Which is not to say, I quickly add, that I do not need lots of repentance for the way I live as a heterosexual.  If as a straight, white, married male, I use the inherent privilege and advantages of that identity to persecute, exploit or defeat my brother and sister of different race, gender, national origin, and sexual orientation, then I need just as much repentance as anyone that the church has constructed barriers to keep out because they have yet to repent of the unchangeable nature God has given them.

It is an arrogance to believe that a certain Christian within the walls of a Church needs more repentance than a possible Christian on the outside of those walls, and a further arrogance for the walled-in Christians to dictate to the walled-out potential Christians what kind of repentance they need to come through the church gate.

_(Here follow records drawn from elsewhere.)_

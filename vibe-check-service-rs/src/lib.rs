//! # Vibe Check
//!
//! A retrieval-augmented pipeline that reads a dog's mood from a photo:
//!
//! 1. **Vision**: a multimodal model describes body language, mood and
//!    behavior with a confidence score
//! 2. **Retrieval**: the description is embedded and matched against a
//!    canine-behavior knowledge base (fails open)
//! 3. **Generation**: a short summary and a sectioned markdown report are
//!    written from the analysis and the retrieved passages
//!
//! Stages depend on the capability traits in [`providers`], so the pipeline
//! can run against the SDK clients or against fakes.

use std::sync::Arc;

use vibe_sdk::config::{ConfigProvider, OpenAIConfig, PineconeConfig};
use vibe_sdk::openai::OpenAIClient;
use vibe_sdk::pinecone::PineconeClient;

pub mod config;
pub mod error;
pub mod image_prep;
pub mod json_repair;
pub mod models;
pub mod pipeline;
pub mod providers;
pub mod report;
pub mod retrieval;
pub mod server;
pub mod vision;

pub use config::VibeCheckConfig;
pub use error::{Result, VibeCheckError};
pub use models::{
    GeneratedReport, KnowledgeMatch, KnowledgeSet, VibeCheckRequest, VibeCheckResponse, VisionAnalysis,
};
pub use pipeline::{PipelineStage, PipelineTrace, VibeCheckPipeline};
pub use server::VibeCheckService;

/// Build the service from configuration, wiring the OpenAI and Pinecone clients
pub fn build_service<P: ConfigProvider + ?Sized>(provider: &P) -> Result<VibeCheckService> {
    let config = VibeCheckConfig::from_provider(provider)?;

    let openai = Arc::new(
        OpenAIClient::builder()
            .config(OpenAIConfig::from_provider(provider)?)
            .build()?,
    );
    let pinecone = Arc::new(
        PineconeClient::builder()
            .config(PineconeConfig::from_provider(provider)?)
            .build()?,
    );

    log::info!(
        "Pipeline models: vision={}, generation={}, embedding={}, top_k={}",
        config.vision_model,
        config.generation_model,
        config.embedding_model,
        config.retrieval_top_k
    );

    let pipeline = VibeCheckPipeline::from_clients(openai.clone(), pinecone.clone(), &config);
    Ok(VibeCheckService::new(pipeline, config.max_body_bytes)
        .with_dependency(openai)
        .with_dependency(pinecone))
}
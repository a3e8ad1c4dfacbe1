//! Unit tests for the SDK
//!
//! HTTP-level client tests run against WireMock servers; the rest exercise
//! the error, config and resilience layers directly.

pub mod openai_mock_tests;
pub mod pinecone_mock_tests;
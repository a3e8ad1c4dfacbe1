//! Small helpers shared by the clients and the service layer

use once_cell::sync::Lazy;
use regex::Regex;

/// Truncate a string to at most `max_chars` characters, adding an ellipsis
/// if truncated. Never splits a UTF-8 code point.
pub fn truncate_string(s: &str, max_chars: usize) -> String {
    if s.chars().count() <= max_chars {
        return s.to_string();
    }
    if max_chars <= 3 {
        return s.chars().take(max_chars).collect();
    }
    let mut out: String = s.chars().take(max_chars - 3).collect();
    out.push_str("...");
    out
}

static SENSITIVE_PATTERNS: Lazy<Vec<(Regex, &'static str)>> = Lazy::new(|| {
    [
        (r"Bearer [A-Za-z0-9\-_\.]+", "Bearer [REDACTED]"),
        (r"sk-[A-Za-z0-9\-_]{8,}", "sk-[REDACTED]"),
        (r"(?i)api[_-]?key[=:]\s*[A-Za-z0-9\-_]+", "api_key=[REDACTED]"),
        (r"(?i)password[=:]\s*[^\s&]+", "password=[REDACTED]"),
        (r"(?i)secret[=:]\s*[^\s&]+", "secret=[REDACTED]"),
    ]
    .into_iter()
    .filter_map(|(pattern, replacement)| Regex::new(pattern).ok().map(|re| (re, replacement)))
    .collect()
});

/// Sanitize a string for logging (remove credential-looking patterns)
pub fn sanitize_for_logging(s: &str) -> String {
    let mut result = s.to_string();
    for (re, replacement) in SENSITIVE_PATTERNS.iter() {
        result = re.replace_all(&result, *replacement).into_owned();
    }
    result
}

/// Generate a unique request ID
pub fn generate_request_id() -> String {
    uuid::Uuid::new_v4().to_string()
}

#[cfg(test)]
mod tests {
    use super::*;

    #[test]
    fn test_truncate_string() {
        assert_eq!(truncate_string("hello", 10), "hello");
        assert_eq!(truncate_string("hello world", 8), "hello...");
        assert_eq!(truncate_string("hi", 2), "hi");
        assert_eq!(truncate_string("🐶🐶🐶🐶🐶", 4), "🐶...");
    }

    #[test]
    fn test_sanitize_for_logging() {
        let output = sanitize_for_logging("Authorization: Bearer abc123xyz");
        assert!(output.contains("[REDACTED]"));
        assert!(!output.contains("abc123xyz"));

        let output = sanitize_for_logging(r#"{"error": "Incorrect API key provided: sk-proj-abcdefgh1234"}"#);
        assert!(!output.contains("abcdefgh1234"));
    }

    #[test]
    fn test_request_ids_are_unique() {
        assert_ne!(generate_request_id(), generate_request_id());
    }
}
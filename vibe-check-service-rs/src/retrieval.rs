//! Retrieval stage: nearest knowledge-base passages for an analysis
//!
//! Retrieval fails open. Any embedding or index failure is logged and
//! yields an empty, degraded `KnowledgeSet` so generation can proceed
//! without citations.

use std::sync::Arc;
use std::time::Duration;

use log::{debug, warn};
use tokio::time::timeout;

use crate::models::{KnowledgeMatch, KnowledgeSet, VisionAnalysis};
use crate::providers::{Embedder, VectorIndex};

const CONTENT_KEYS: &[&str] = &["content", "text"];
const SOURCE_KEYS: &[&str] = &["source", "url"];

pub struct KnowledgeRetriever {
    embedder: Arc<dyn Embedder>,
    index: Arc<dyn VectorIndex>,
    top_k: u32,
    timeout: Duration,
}

impl KnowledgeRetriever {
    pub fn new(embedder: Arc<dyn Embedder>, index: Arc<dyn VectorIndex>, top_k: u32, timeout: Duration) -> Self {
        Self {
            embedder,
            index,
            top_k,
            timeout,
        }
    }

    pub async fn retrieve(&self, analysis: &VisionAnalysis) -> KnowledgeSet {
        let query = query_text(analysis);

        match self.search(&query).await {
            Ok(matches) => {
                debug!("Retrieved {} knowledge passages", matches.len());
                KnowledgeSet::new(matches)
            }
            Err(reason) => {
                warn!("Retrieval degraded, continuing without citations: {}", reason);
                KnowledgeSet::degraded(reason)
            }
        }
    }

    async fn search(&self, query: &str) -> Result<Vec<KnowledgeMatch>, String> {
        let vector = match timeout(self.timeout, self.embedder.embed(query)).await {
            Ok(Ok(vector)) if vector.is_empty() => return Err("embedding is empty".to_string()),
            Ok(Ok(vector)) => vector,
            Ok(Err(e)) => return Err(format!("embedding failed: {}", e)),
            Err(_) => return Err(format!("embedding timed out after {}s", self.timeout.as_secs())),
        };

        let scored = match timeout(self.timeout, self.index.query(vector, self.top_k)).await {
            Ok(Ok(scored)) => scored,
            Ok(Err(e)) => return Err(format!("index query failed: {}", e)),
            Err(_) => return Err(format!("index query timed out after {}s", self.timeout.as_secs())),
        };

        let mut matches: Vec<KnowledgeMatch> = scored
            .iter()
            .filter(|m| m.score.is_finite())
            .filter_map(|m| {
                Some(KnowledgeMatch {
                    content: m.metadata_str(CONTENT_KEYS)?.trim().to_string(),
                    score: m.score,
                    source: m.metadata_str(SOURCE_KEYS).unwrap_or_default().trim().to_string(),
                })
            })
            .collect();

        matches.sort_by(|a, b| b.score.total_cmp(&a.score));
        matches.truncate(self.top_k as usize);
        Ok(matches)
    }
}

/// Text embedded for the similarity search
pub fn query_text(analysis: &VisionAnalysis) -> String {
    format!("{} {} {}", analysis.body_language, analysis.mood, analysis.behavior)
}

#[cfg(test)]
mod tests {
    use super::*;
    use async_trait::async_trait;
    use serde_json::json;
    use vibe_sdk::pinecone::ScoredVector;
    use vibe_sdk::ServiceError;

    struct FixedEmbedder(Vec<f32>);

    #[async_trait]
    impl Embedder for FixedEmbedder {
        async fn embed(&self, text: &str) -> vibe_sdk::Result<Vec<f32>> {
            assert_eq!(text, "tail wagging happy playful");
            Ok(self.0.clone())
        }
    }

    struct FailingEmbedder;

    #[async_trait]
    impl Embedder for FailingEmbedder {
        async fn embed(&self, _text: &str) -> vibe_sdk::Result<Vec<f32>> {
            Err(ServiceError::rate_limit("Rate limit reached for text-embedding-3-small"))
        }
    }

    struct StaticIndex(Vec<ScoredVector>);

    #[async_trait]
    impl VectorIndex for StaticIndex {
        async fn query(&self, _vector: Vec<f32>, _top_k: u32) -> vibe_sdk::Result<Vec<ScoredVector>> {
            Ok(self.0.clone())
        }
    }

    struct HangingIndex;

    #[async_trait]
    impl VectorIndex for HangingIndex {
        async fn query(&self, _vector: Vec<f32>, _top_k: u32) -> vibe_sdk::Result<Vec<ScoredVector>> {
            std::future::pending().await
        }
    }

    fn analysis() -> VisionAnalysis {
        VisionAnalysis {
            body_language: "tail wagging".to_string(),
            mood: "happy".to_string(),
            behavior: "playful".to_string(),
            confidence: 0.9,
        }
    }

    fn scored(id: &str, score: f32, metadata: serde_json::Value) -> ScoredVector {
        ScoredVector {
            id: id.to_string(),
            score,
            metadata: metadata.as_object().cloned(),
        }
    }

    #[tokio::test]
    async fn test_matches_are_ranked_mapped_and_truncated() {
        let index = StaticIndex(vec![
            scored("a", 0.61, json!({"text": "Relaxed mouth signals calm.", "url": "https://kb.example/a"})),
            scored("b", 0.92, json!({"content": "Wagging at hip height is friendly.", "source": "https://kb.example/b"})),
            scored("c", 0.75, json!({"content": "Play bows invite play."})),
            scored("no-text", 0.99, json!({"source": "https://kb.example/x"})),
        ]);
        let retriever = KnowledgeRetriever::new(
            Arc::new(FixedEmbedder(vec![0.1, 0.2])),
            Arc::new(index),
            2,
            Duration::from_secs(5),
        );

        let set = retriever.retrieve(&analysis()).await;
        assert!(!set.is_degraded());
        assert_eq!(set.scores(), vec![0.92, 0.75]);
        assert_eq!(set.matches[1].source, "");
        assert_eq!(set.first_source(), Some("https://kb.example/b"));
    }

    #[tokio::test]
    async fn test_embedding_failure_fails_open() {
        let retriever = KnowledgeRetriever::new(
            Arc::new(FailingEmbedder),
            Arc::new(StaticIndex(Vec::new())),
            5,
            Duration::from_secs(5),
        );

        let set = retriever.retrieve(&analysis()).await;
        assert!(set.is_empty());
        assert!(set.degraded.as_deref().unwrap_or_default().contains("embedding failed"));
    }

    #[tokio::test]
    async fn test_index_timeout_fails_open() {
        let retriever = KnowledgeRetriever::new(
            Arc::new(FixedEmbedder(vec![0.3])),
            Arc::new(HangingIndex),
            5,
            Duration::from_millis(20),
        );

        let set = retriever.retrieve(&analysis()).await;
        assert!(set.is_empty());
        assert!(set.degraded.unwrap().contains("timed out"));
    }

    #[tokio::test]
    async fn test_empty_embedding_is_degraded() {
        let retriever = KnowledgeRetriever::new(
            Arc::new(FixedEmbedder(Vec::new())),
            Arc::new(StaticIndex(Vec::new())),
            5,
            Duration::from_secs(5),
        );

        assert_eq!(
            retriever.retrieve(&analysis()).await,
            KnowledgeSet::degraded("embedding is empty")
        );
    }
}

The passage from Acts simply explodes this arrogance and convicts those who hold it with Peter’s words, “The Holy Spirit told me to make no distinction between them and us.”  And, it seems abundantly clear to me that if we somehow lose the arrogance and lower the drawbridge over the moat so that there is actually an easily accessible path into the church, we aren’t to wait for “those people” to come to us.  We’re to not only go to them, we’re to tell them we are them in our testimony of life that comes through repentance.

I am not saying that my gay brother isn’t in need of repentance.  I am saying that I need repentance, too, and God doesn’t grade on the curve, nor make distinctions between the amount of repentance each of us needs.  God’s forgiveness always overflows the repentant vessel.
I believe I am right, but I try to hold gently.  As Paul tells us, we all discern God’s truth by looking into a mirror that hangs in a dark room.  In other words, when seeking God’s truth, we admit that we base it mostly on our own image of ourselves, and even so, we do that more on belief of whom we think we are, rather than a honest view of ourselves.  Later, we do not know when, God will reveal God’s self to us face to face, in light, without mirror to hinder.  All we have in the meantime is the gift of love which bears all things, is patient, and rejoices not in hatred, but in goodness.  With this Godly love, Jesus taught, we are simply, purely, to love one another, as we have been loved by God. 

For a community that proclaims that God’s love is offered without condition, the challenge to us is not how I or you can prove each other wrong, but how we can live in the community of the Body of Christ, even in tension, and allow God to remake us all.